:: Material shown ::

//! Application services. Each takes the connection it should run on, so the
//! same code serves request transactions and direct pool access.

pub mod admin;
pub mod enrollment;
pub mod games;
pub mod operators;
pub mod payments;
pub mod rankings;
pub mod squads;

:::

▸ Exercise instructions: All of the entries, from the first line to the last, should be duplicated exactly.

▸ Answer space:
//! Application services. Each takes the connection it should run on, so the
//! same code serves request transactions and direct pool access.

pub mod admin;
pub mod enrollment;
pub mod games;
pub mod operators;
pub mod payments;
pub mod rankings;
pub mod squads;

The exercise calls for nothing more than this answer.